Why – ways to relive past / keep past present / thrill of hunt
Becoming a problem – difficulty discarding and acknowledging collections / strong urges to keep / clutter / unable to control physical environment and relationships
The psychoanalytical approach to collecting is that unloved children seek comfort in accumulating belongings.
Tracy Emin – My Bed – 1999
Very personal collection of items. Her bed in reality. It was placed in a very contrasting environment (Tate Britain). The bed has remained the same items for all these years, everything is starting to yellow with age. Adds to the feeling of nostalgia.
Ai Wei Wei – Royal Academy – 2015
He and many volunteers collected 150 tonnes of rebar from collapsed buildings in China. These were the bars that fell and killed hundreds of lives. He made a collection of names and placed them on the wall opposite the bars. The bars were carefully placed in waves / earthquake patterns. Very emotional piece of work.
Susan Hiller – From the Freud Museum – 1991-6
Idea of collecting. Not actually items from the Freud museum but title gives the feeling that they are something to be treasured. Items are displayed in a very organised fashion. They seem precious and of value. Personal links when tying the objects to a person (Freud).
In the second lecture on collections, we focused more on institutions and messages of institutions. Looking at collections on a grander scale, rather than just personal collections.

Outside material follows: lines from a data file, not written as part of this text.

//! jsonkv - An In-Memory Sharded JSON Key-Value Store
//!
//! This is the main entry point for the jsonkv server.
//! It loads the configuration, builds the engine, optionally restores the
//! last dump and starts periodic dumps, then serves clients until Ctrl+C.

use anyhow::Context;
use jsonkv::config::Config;
use jsonkv::server::Server;
use jsonkv::storage::{Engine, SnapshotScheduler};
use std::sync::Arc;
use tokio::signal;
use tracing::{error, info, warn};
use tracing_subscriber::EnvFilter;

fn print_banner(config: &Config) {
    println!(
        r#"
     _                 _
    (_)___  ___  _ __ | | ____   __
    | / __|/ _ \| '_ \| |/ /\ \ / /
    | \__ \ (_) | | | |   <  \ V /
   _/ |___/\___/|_| |_|_|\_\  \_/
  |__/

jsonkv v{} - In-Memory Sharded JSON Key-Value Store
──────────────────────────────────────────────────────────────
Environment: {}
Listening on {}

Use Ctrl+C to shutdown.
"#,
        jsonkv::VERSION,
        config.environment,
        config.bind_address()
    );
}

/// Resolves on Ctrl+C, or SIGTERM on unix.
async fn shutdown_signal() {
    let ctrl_c = async {
        if let Err(e) = signal::ctrl_c().await {
            error!(error = %e, "Failed to install Ctrl+C handler");
            std::future::pending::<()>().await;
        }
    };

    #[cfg(unix)]
    let terminate = async {
        match signal::unix::signal(signal::unix::SignalKind::terminate()) {
            Ok(mut sigterm) => {
                sigterm.recv().await;
            }
            Err(e) => {
                error!(error = %e, "Failed to install SIGTERM handler");
                std::future::pending::<()>().await;
            }
        }
    };

    #[cfg(not(unix))]
    let terminate = std::future::pending::<()>();

    tokio::select! {
        _ = ctrl_c => {}
        _ = terminate => {}
    }

    info!("Shutdown signal received, stopping server...");
}

#[tokio::main]
async fn main() -> anyhow::Result<()> {
    let config = Config::load().context("invalid configuration")?;

    // RUST_LOG wins over the debug flag
    let filter = EnvFilter::try_from_default_env()
        .unwrap_or_else(|_| EnvFilter::new(config.log_level()));
    tracing_subscriber::fmt()
        .with_env_filter(filter)
        .with_target(false)
        .init();

    print_banner(&config);
    info!(config = ?config, "Configuration loaded");

    // Create the engine (shared across all connections)
    let engine = Arc::new(
        Engine::with_options(config.engine_options()).context("failed to create engine")?,
    );
    info!(
        shards = engine.shard_count(),
        encrypted = engine.is_encrypted(),
        "Engine initialized"
    );

    if config.restore_at_start {
        match engine.restore_from_disk() {
            Ok(count) => info!(keys = count, "Restored memory dump"),
            Err(e) => warn!(
                error = %e,
                path = %engine.dump_file_path().display(),
                "Could not restore memory dump, starting empty"
            ),
        }
    }

    let scheduler = if config.dump_memory {
        let snapshot_config = config.snapshot_config();
        info!(
            interval_secs = snapshot_config.effective_interval().as_secs(),
            path = %engine.dump_file_path().display(),
            "Periodic memory dumps enabled"
        );
        Some(SnapshotScheduler::start(Arc::clone(&engine), snapshot_config))
    } else {
        None
    };

    let server = Server::bind(config.bind_address(), Arc::clone(&engine), config.password.as_str())
        .await
        .with_context(|| format!("failed to bind {}", config.bind_address()))?
        .with_max_connections(config.max_connections);

    server.run(shutdown_signal()).await;

    if let Some(scheduler) = scheduler {
        scheduler.stop();
    }

    info!("Server shutdown complete");
    Ok(())
}
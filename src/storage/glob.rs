//! Key Pattern Matching
//!
//! Glob patterns used by [`Engine::get_by_pattern`](super::Engine::get_by_pattern).
//!
//! - `*` matches any sequence of characters (including none)
//! - `?` matches exactly one character
//! - every other character matches itself
//!
//! Matching is anchored: the pattern must cover the whole key, so `user:*`
//! matches `user:1` but not `admin:user:1`.

/// A compiled glob pattern.
#[derive(Debug, Clone, PartialEq, Eq)]
pub struct GlobPattern {
    tokens: Vec<Token>,
}

#[derive(Debug, Clone, Copy, PartialEq, Eq)]
enum Token {
    Any,
    One,
    Literal(char),
}

impl GlobPattern {
    /// Compiles a glob pattern. Consecutive `*` collapse into one.
    pub fn new(pattern: &str) -> Self {
        let mut tokens = Vec::with_capacity(pattern.len());
        for c in pattern.chars() {
            let token = match c {
                '*' => Token::Any,
                '?' => Token::One,
                c => Token::Literal(c),
            };
            if token == Token::Any && tokens.last() == Some(&Token::Any) {
                continue;
            }
            tokens.push(token);
        }
        Self { tokens }
    }

    /// Returns true if the whole of `text` matches the pattern.
    ///
    /// Greedy two-pointer match with backtracking to the last `*`, linear in
    /// practice and never recursive.
    pub fn matches(&self, text: &str) -> bool {
        let text: Vec<char> = text.chars().collect();
        let (mut p, mut t) = (0usize, 0usize);
        let mut star: Option<(usize, usize)> = None;

        while t < text.len() {
            match self.tokens.get(p) {
                Some(Token::One) => {
                    p += 1;
                    t += 1;
                }
                Some(Token::Literal(c)) if *c == text[t] => {
                    p += 1;
                    t += 1;
                }
                Some(Token::Any) => {
                    star = Some((p, t));
                    p += 1;
                }
                _ => match star {
                    Some((sp, st)) => {
                        // Let the last `*` swallow one more character
                        p = sp + 1;
                        t = st + 1;
                        star = Some((sp, st + 1));
                    }
                    None => return false,
                },
            }
        }

        self.tokens[p..].iter().all(|t| *t == Token::Any)
    }
}

#[cfg(test)]
mod tests {
    use super::*;

    #[test]
    fn test_glob_pattern() {
        let pattern = GlobPattern::new("h*llo");
        assert!(pattern.matches("hello"));
        assert!(pattern.matches("hallo"));
        assert!(pattern.matches("hllo"));
        assert!(pattern.matches("heeeello"));
        assert!(!pattern.matches("world"));

        let pattern = GlobPattern::new("h?llo");
        assert!(pattern.matches("hello"));
        assert!(pattern.matches("hallo"));
        assert!(!pattern.matches("hllo"));
        assert!(!pattern.matches("heello"));

        let pattern = GlobPattern::new("*");
        assert!(pattern.matches(""));
        assert!(pattern.matches("anything"));
    }

    #[test]
    fn test_anchored() {
        let pattern = GlobPattern::new("user:*");
        assert!(pattern.matches("user:1"));
        assert!(pattern.matches("user:"));
        assert!(!pattern.matches("admin:user:1"));
        assert!(!pattern.matches("post:1"));

        let pattern = GlobPattern::new("post:1");
        assert!(pattern.matches("post:1"));
        assert!(!pattern.matches("post:10"));
        assert!(!pattern.matches("xpost:1"));
    }

    #[test]
    fn test_regex_metacharacters_are_literal() {
        let pattern = GlobPattern::new("a.b[1]+");
        assert!(pattern.matches("a.b[1]+"));
        assert!(!pattern.matches("axb1"));
    }

    #[test]
    fn test_multibyte_characters() {
        let pattern = GlobPattern::new("caf?");
        assert!(pattern.matches("café"));
        assert!(!pattern.matches("cafés"));

        let pattern = GlobPattern::new("*é*");
        assert!(pattern.matches("résumé"));
    }

    #[test]
    fn test_backtracking() {
        let pattern = GlobPattern::new("*a*b*c");
        assert!(pattern.matches("xxaxxbxxc"));
        assert!(pattern.matches("abcabc"));
        assert!(!pattern.matches("abcab"));

        let pattern = GlobPattern::new("**?");
        assert!(pattern.matches("x"));
        assert!(!pattern.matches(""));
    }
}
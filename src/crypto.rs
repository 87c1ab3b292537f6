//! Value Encryption
//!
//! Symmetric encryption for stored values using AES-256 in CTR mode.
//!
//! ## Wire Layout
//!
//! ```text
//! ┌──────────────────┬──────────────────────────────┐
//! │ nonce (16 bytes) │ ciphertext (len = plaintext) │
//! └──────────────────┴──────────────────────────────┘
//! ```
//!
//! A fresh random nonce is drawn for every call to [`Codec::encrypt`], so
//! encrypting the same plaintext twice yields different blobs.
//!
//! CTR mode provides confidentiality only. There is no authentication tag:
//! a corrupted or tampered blob decrypts to garbage without an error.

use crate::error::{StoreError, StoreResult};
use ctr::cipher::{KeyIvInit, StreamCipher};
use rand::RngCore;

/// Size of the AES-256 key in bytes.
pub const KEY_SIZE: usize = 32;

/// Size of the CTR nonce (initial counter block) in bytes.
pub const NONCE_SIZE: usize = 16;

type Aes256Ctr = ctr::Ctr128BE<aes::Aes256>;

/// Encrypts and decrypts opaque byte payloads with a fixed secret.
#[derive(Clone)]
pub struct Codec {
    key: [u8; KEY_SIZE],
}

impl std::fmt::Debug for Codec {
    fn fmt(&self, f: &mut std::fmt::Formatter<'_>) -> std::fmt::Result {
        f.debug_struct("Codec").field("key", &"[REDACTED]").finish()
    }
}

impl Codec {
    /// Creates a codec from a secret that must be exactly 32 bytes long.
    pub fn new(secret: &[u8]) -> StoreResult<Self> {
        if secret.len() != KEY_SIZE {
            return Err(StoreError::crypto(format!(
                "encryption key must be exactly {} bytes, got {}",
                KEY_SIZE,
                secret.len()
            )));
        }

        let mut key = [0u8; KEY_SIZE];
        key.copy_from_slice(secret);
        Ok(Self { key })
    }

    /// Encrypts `plaintext`, returning `nonce || ciphertext`.
    pub fn encrypt(&self, plaintext: &[u8]) -> StoreResult<Vec<u8>> {
        let mut nonce = [0u8; NONCE_SIZE];
        rand::thread_rng().fill_bytes(&mut nonce);

        let mut out = Vec::with_capacity(NONCE_SIZE + plaintext.len());
        out.extend_from_slice(&nonce);
        out.extend_from_slice(plaintext);

        self.keystream(&nonce)?.apply_keystream(&mut out[NONCE_SIZE..]);
        Ok(out)
    }

    /// Decrypts a blob produced by [`encrypt`](Self::encrypt).
    pub fn decrypt(&self, blob: &[u8]) -> StoreResult<Vec<u8>> {
        if blob.len() < NONCE_SIZE {
            return Err(StoreError::crypto(format!(
                "encrypted data too short: {} bytes",
                blob.len()
            )));
        }

        let (nonce, ciphertext) = blob.split_at(NONCE_SIZE);
        let mut out = ciphertext.to_vec();
        self.keystream(nonce)?.apply_keystream(&mut out);
        Ok(out)
    }

    fn keystream(&self, nonce: &[u8]) -> StoreResult<Aes256Ctr> {
        Aes256Ctr::new_from_slices(&self.key, nonce)
            .map_err(|e| StoreError::crypto(format!("failed to initialize cipher: {}", e)))
    }
}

Collection – a group of accumulated items of a particular kind
Institute – an establishment, they have an agenda / message / set of values to impose on their audience
Message – edited, carefully crafted
Museums and their exhibitions “are at the disposal of those who know how to interpret them”. It is a way of being exclusive. It’s only for the people who understand the jargon. It’s like going to a high-end clothing store – you behave in a certain way based on the messages that the institution gives off.
Museums and galleries have to respond to current thinking on order to stay relevant. They also have to decide what is worth curating and displaying – has to be of some interest to their audiences.
In this lecture we were given a group task to curate a set of items and place them in an appropriate venue. The objects were a mix of clothing, statues, tablets was well as being from different time periods.
We decided to start with grouping similar items together. From this we could decide where they should be placed and who would want to see them (the audience). What stood out to us, was that the items were from all different parts of the world so we decided to group them by continents. The exhibition would be displayed as a pop-up exhibit within the V&A. Our audience would be the general public, with those who have specific interests in culture and history. The title of the exhibit was “Continents and Culture”.
Our message / rationale was as follows:
“A contrast between the diversity and cultures in different continents. We want to focus on and celebrate the variety of artefacts in this exhibition, especially the division of materials used in different regions. We have stone from Europe, clay and pottery from Asia and the Middle East and more contemporary materials from America.”
I found this lecture very helpful when thinking about my own collection and how I want items to be grouped and displayed. It made me mindful : I could edit my collection so that I am only left with items I am truly inspired by and I should be wary when collecting items to make sure that they go with the themes and ideas of my box.